Introduction and Aims
Around 65% of people incarcerated in prisons in Australia, America and Europe have a history of drug dependence, sometimes treated with opioid substitution treatment (OST) medications. Studies report that those in treatment in prison do engage in some level of diversion to others, whether on a voluntary or coerced basis. We aimed to examine the use of prescribed and non‐prescribed OST medications by those in prisons, especially buprenorphine–naloxone film (BNX‐F); the extent of non‐adherence and diversion and reasons for such practices; and the impact of the introduction of BNX‐F into the prison system.
Design and Methods
Mixed methods study drawing on: (i) structured interviews with current OST clients (n = 60) who reported being incarcerated in the 12 months prior to being interviewed and (ii) qualitative interviews with key experts working in corrections and prison (or justice) health settings.
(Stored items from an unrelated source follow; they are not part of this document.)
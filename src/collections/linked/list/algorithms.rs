use std::mem;

use super::{DoublyLinkedList, NodePtr};
use crate::alloc::{AllocError, Allocator};
use crate::util::result::ResultExtension;

impl<T, A: Allocator> DoublyLinkedList<T, A> {
    /// Merges the elements of `other` into this list, leaving `other` empty. Both lists are
    /// expected to be sorted in non-decreasing order, in which case the result is too.
    ///
    /// The merge is stable: elements of this list come before equal elements from `other`, and
    /// elements from the same list keep their relative order. Nodes are relinked, so no element
    /// is moved or copied and positions into either list stay valid (those from `other` now
    /// refer into this list).
    ///
    /// If either list isn't sorted, every element still ends up in this list, in an unspecified
    /// order.
    pub fn merge(&mut self, other: &mut DoublyLinkedList<T, A>) where T: PartialOrd {
        if other.is_empty() {
            return;
        }

        let mut current = self.head.next();
        let mut node = other.head.next();
        while node != other.tail {
            // Skip past everything in self that node doesn't strictly precede, so ties go to
            // self.
            while current != self.tail && !(node.value() < current.value()) {
                current = current.next();
            }

            let next = node.next();
            NodePtr::join(current.prev(), node);
            NodePtr::join(node, current);
            node = next;
        }

        self.len += mem::replace(&mut other.len, 0);
        NodePtr::join(other.head, other.tail);
    }

    /// Removes and drops every element equal to `value`, returning the number removed.
    pub fn remove(&mut self, value: &T) -> usize where T: PartialEq {
        self.remove_if(|item| item == value)
    }

    /// Removes and drops every element for which `pred` returns true, returning the number
    /// removed.
    ///
    /// All matching nodes are unlinked before any of them is dropped, so `pred` only ever sees
    /// live elements and no element is dropped mid-scan.
    pub fn remove_if<F: FnMut(&T) -> bool>(&mut self, mut pred: F) -> usize {
        // Unlinked nodes are chained together through their next links.
        let mut removed = NodePtr::dangling();
        let mut count = 0;

        let mut node = self.head.next();
        while node != self.tail {
            let next = node.next();
            if pred(node.value()) {
                self.unlink(node);
                node.set_next(removed);
                removed = node;
                count += 1;
            }
            node = next;
        }

        for _ in 0..count {
            let next = removed.next();
            // SAFETY: removed is one of the element nodes unlinked above, each of which is
            // destroyed exactly once.
            unsafe { self.destroy_node(removed); }
            removed = next;
        }

        count
    }

    /// Reverses the order of the elements in place, by swapping the links of every node and the
    /// roles of the two sentinels.
    pub fn reverse(&mut self) {
        let mut node = self.head;
        loop {
            let next = node.next();
            node.flip();
            if node == self.tail {
                break;
            }
            node = next;
        }
        mem::swap(&mut self.head, &mut self.tail);
    }

    /// Removes every element which is equal to the element directly before it, returning the
    /// number removed. On a sorted list this leaves only distinct elements.
    pub fn unique(&mut self) -> usize where T: PartialEq {
        if self.len < 2 {
            return 0;
        }

        let mut removed = 0;
        let mut kept = self.head.next();
        let mut node = kept.next();
        while node != self.tail {
            let next = node.next();
            if node.value() == kept.value() {
                self.unlink(node);
                // SAFETY: node is an element node which has just been unlinked.
                unsafe { self.destroy_node(node); }
                removed += 1;
            } else {
                kept = node;
            }
            node = next;
        }
        removed
    }

    /// Sorts the list in non-decreasing order. The sort is stable.
    ///
    /// This is a recursive merge sort: the list is split in half by count into two temporary
    /// lists, each half is sorted, and the halves are merged back into this list. Only links are
    /// changed, so positions stay valid.
    ///
    /// # Panics
    /// Panics if the sentinels of a temporary list can't be allocated.
    pub fn sort(&mut self) where T: PartialOrd, A: Clone {
        self.try_sort().throw()
    }

    /// Sorts the list in non-decreasing order, returning an [`Err`] if the sentinels of a
    /// temporary list can't be allocated. On failure the list holds the same elements, in an
    /// unspecified order.
    pub fn try_sort(&mut self) -> Result<(), AllocError> where T: PartialOrd, A: Clone {
        if self.len < 2 {
            return Ok(());
        }

        let mut left = DoublyLinkedList::try_new_in(self.alloc.clone())?;
        let mut right = DoublyLinkedList::try_new_in(self.alloc.clone())?;

        let mid = self.len / 2;
        let first = self.head.next();
        let mut last = first;
        for _ in 1..mid {
            last = last.next();
        }
        left.transfer_before(left.tail, self, first, last, mid);
        right.take_from(self);

        let sorted = left.try_sort().and_then(|()| right.try_sort());

        left.merge(&mut right);
        self.take_from(&mut left);
        sorted
    }
}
The majority were prescribed OST medications in prison, with 25% removing all or part of their supervised dose on at least one occasion, and 44% reporting use of non‐prescribed medications. Some reported intravenous use (14% injected). One‐third of OST recipients reported selling/sharing OST medications with others in prison. The introduction of BNX‐F into the prison system saw different diversion methods used and removal from dosing within prison.
Discussion and Conclusions
Despite prison being a highly regulated and controlled environment, some level of diversion and sharing of psychoactive medication occurs among prisoners. The buprenorphine formulations used in OST present particular challenges with respect to supervised dosing in this setting.